Ying Ling-Ling, Ma Yuan-Chun, Xu Bei, Wang Xian-Hua, Dong Lin-Yi, Wang Dong-Mei, Liu Kun, Xu Liang
Tianjin Key Laboratory on Technologies Enabling Development of Clinical Therapeutics and Diagnostics, School of Pharmacy, Tianjin Medical University, Tianjin, 300070, PR China.
School of Public Health, Tianjin Medical University, Tianjin, 300070, PR China.
J Chromatogr A. 2017 Aug 4;1509:1-8. doi: 10.1016/j.chroma.2017.06.023. Epub 2017 Jun 12.
A combination between modification with nanoparticles (NP) and oriented antibody immobilization (OAI) on the inner face of capillary was for the first time developed for immunoaffinity in-tube solid-phase microextraction (SPME) to promise high antigen extraction capacity. β-microglobin (βMG) and cystatin C (Cys-C) were selected as model antigens. Poly(glycidyl methacrylate) (PGMA) NPs were chemically immobilized onto the capillary by a ring-opening reaction. Antibodies for βMG and Cys-C were immobilized on the NPs through OAI. Scanning electron micrograph of the OAI capillary clearly showed that the PGMA NPs were coated onto the inner surface of capillary in a dense monolayer. In addition, random antibody immobilized (RAI) capillaries and OAI capillaries without NP were also prepared as controls. The extraction capacities of OAI capillaries were 2.02 and 2.18mgm for βMG and Cys-C, and were about 5 and 6 times as many as RAI capillaries and OAI capillaries without NP, respectively. The resultant capillaries were used as in-tube SPME materials to enrich βMG and Cys-C for particle-enhanced turbidimetric immunoassay.
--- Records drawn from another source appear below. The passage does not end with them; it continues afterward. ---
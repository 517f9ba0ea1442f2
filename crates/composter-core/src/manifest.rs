//! Package manifest (`package.json`) reader.
//!
//! Only the `dependencies` and `devDependencies` sections are consulted.
//! A manifest that cannot be read or parsed is never an error for callers:
//! [`ManifestLoad::Unreadable`] carries the reason so the caller can warn,
//! and [`ManifestLoad::into_manifest`] degrades it to an empty manifest.

use std::path::{Path, PathBuf};

use serde_json::Value;

use crate::models::{decode_dependencies, DependencyMap};

/// Default manifest filename, also used as the project root marker.
pub const MANIFEST_FILE: &str = "package.json";

/// The two dependency sections of a package manifest.
#[derive(Debug, Clone, Default, PartialEq, Eq)]
pub struct PackageManifest {
    pub dependencies: DependencyMap,
    pub dev_dependencies: DependencyMap,
}

/// Outcome of trying to read a manifest file.
#[derive(Debug, Clone, PartialEq, Eq)]
pub enum ManifestLoad {
    /// No file at the path.
    Absent,
    /// File read and parsed.
    Loaded(PackageManifest),
    /// File exists but could not be read or parsed.
    Unreadable { path: PathBuf, reason: String },
}

impl ManifestLoad {
    /// Collapse to a manifest, treating absent and unreadable files as empty.
    pub fn into_manifest(self) -> PackageManifest {
        match self {
            ManifestLoad::Loaded(manifest) => manifest,
            ManifestLoad::Absent | ManifestLoad::Unreadable { .. } => PackageManifest::default(),
        }
    }
}

impl PackageManifest {
    /// Read the manifest at `path`.
    pub fn load(path: &Path) -> ManifestLoad {
        if !path.is_file() {
            return ManifestLoad::Absent;
        }
        let content = match std::fs::read_to_string(path) {
            Ok(c) => c,
            Err(e) => {
                return ManifestLoad::Unreadable {
                    path: path.to_path_buf(),
                    reason: e.to_string(),
                }
            }
        };
        match Self::parse(&content) {
            Ok(manifest) => ManifestLoad::Loaded(manifest),
            Err(e) => ManifestLoad::Unreadable {
                path: path.to_path_buf(),
                reason: e.to_string(),
            },
        }
    }

    /// Parse manifest text. Sections that are missing or not objects are empty.
    pub fn parse(content: &str) -> Result<Self, serde_json::Error> {
        let doc: Value = serde_json::from_str(content)?;
        let section = |key: &str| {
            doc.get(key)
                .filter(|v| v.is_object())
                .map(decode_dependencies)
                .unwrap_or_default()
        };
        Ok(Self {
            dependencies: section("dependencies"),
            dev_dependencies: section("devDependencies"),
        })
    }

    /// Declared version for `name`, production section first.
    pub fn version_of(&self, name: &str) -> Option<&str> {
        self.dependencies
            .get(name)
            .or_else(|| self.dev_dependencies.get(name))
            .map(String::as_str)
    }

    /// True when `name` appears in either section.
    pub fn is_installed(&self, name: &str) -> bool {
        self.version_of(name).is_some()
    }
}

#[cfg(test)]
mod tests {
    use super::*;
    use tempfile::TempDir;

    #[test]
    fn test_version_prefers_production_section() {
        let manifest = PackageManifest::parse(
            r#"{
                "dependencies": {"clsx": "^2.0.0"},
                "devDependencies": {"clsx": "^1.0.0", "vitest": "^1.6.0"}
            }"#,
        )
        .unwrap();
        assert_eq!(manifest.version_of("clsx"), Some("^2.0.0"));
        assert_eq!(manifest.version_of("vitest"), Some("^1.6.0"));
        assert_eq!(manifest.version_of("react"), None);
        assert!(manifest.is_installed("vitest"));
    }

    #[test]
    fn test_missing_sections_are_empty() {
        let manifest = PackageManifest::parse(r#"{"name": "app", "dependencies": 3}"#).unwrap();
        assert!(manifest.dependencies.is_empty());
        assert!(manifest.dev_dependencies.is_empty());
    }

    #[test]
    fn test_load_absent() {
        let tmp = TempDir::new().unwrap();
        let load = PackageManifest::load(&tmp.path().join(MANIFEST_FILE));
        assert_eq!(load, ManifestLoad::Absent);
    }

    #[test]
    fn test_load_malformed_degrades_to_empty() {
        let tmp = TempDir::new().unwrap();
        let path = tmp.path().join(MANIFEST_FILE);
        std::fs::write(&path, "{ not json").unwrap();

        let load = PackageManifest::load(&path);
        assert!(matches!(load, ManifestLoad::Unreadable { .. }));
        assert_eq!(load.into_manifest(), PackageManifest::default());
    }
}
When using 1.0mgL standard solutions, the recoveries of OAI capillaries, RAI capillaries and OAI capillaries without NP were 103.6% and 96.8%, 48.5% and 31.5%, and 24.2% and 25.7% for βMG and Cys-C, respectively. Furthermore, the method quantitation limit by OAI capillaries was 5 and 10 times lower than that by RAI capillaries and OAI capillaries without NP, respectively. This result indicated that the NP-coated capillaries with OAI are more suitable for using as immunoaffinity in-tube SPME materials than that with RAI.
首次开发了一种将纳米颗粒(NP)修饰与抗体在毛细管内表面的定向固定(OAI)相结合的方法,用于免疫亲和管内固相微萃取(SPME),以实现高抗原提取能力。选择β-微球蛋白(βMG)和胱抑素C(Cys-C)作为模型抗原。通过开环反应将聚甲基丙烯酸缩水甘油酯(PGMA)纳米颗粒化学固定在毛细管上。βMG和Cys-C的抗体通过OAI固定在纳米颗粒上。OAI毛细管的扫描电子显微镜图像清楚地表明,PGMA纳米颗粒以致密的单层形式涂覆在毛细管内表面。此外,还制备了随机抗体固定(RAI)毛细管和不含NP的OAI毛细管作为对照。OAI毛细管对βMG和Cys-C的提取能力分别为2.02和2.18mg/m,分别约为RAI毛细管和不含NP的OAI毛细管的5倍和6倍。所得毛细管用作管内SPME材料,用于富集βMG和Cys-C以进行颗粒增强比浊免疫分析。当使用1.0mg/L标准溶液时,OAI毛细管、RAI毛细管和不含NP的OAI毛细管对βMG和Cys-C的回收率分别为103.6%和96.8%、48.5%和31.5%、24.2%和25.7%。此外,OAI毛细管的方法定量限分别比RAI毛细管和不含NP的OAI毛细管低5倍和10倍。该结果表明,与RAI相比,具有OAI的NP涂层毛细管更适合用作免疫亲和管内SPME材料。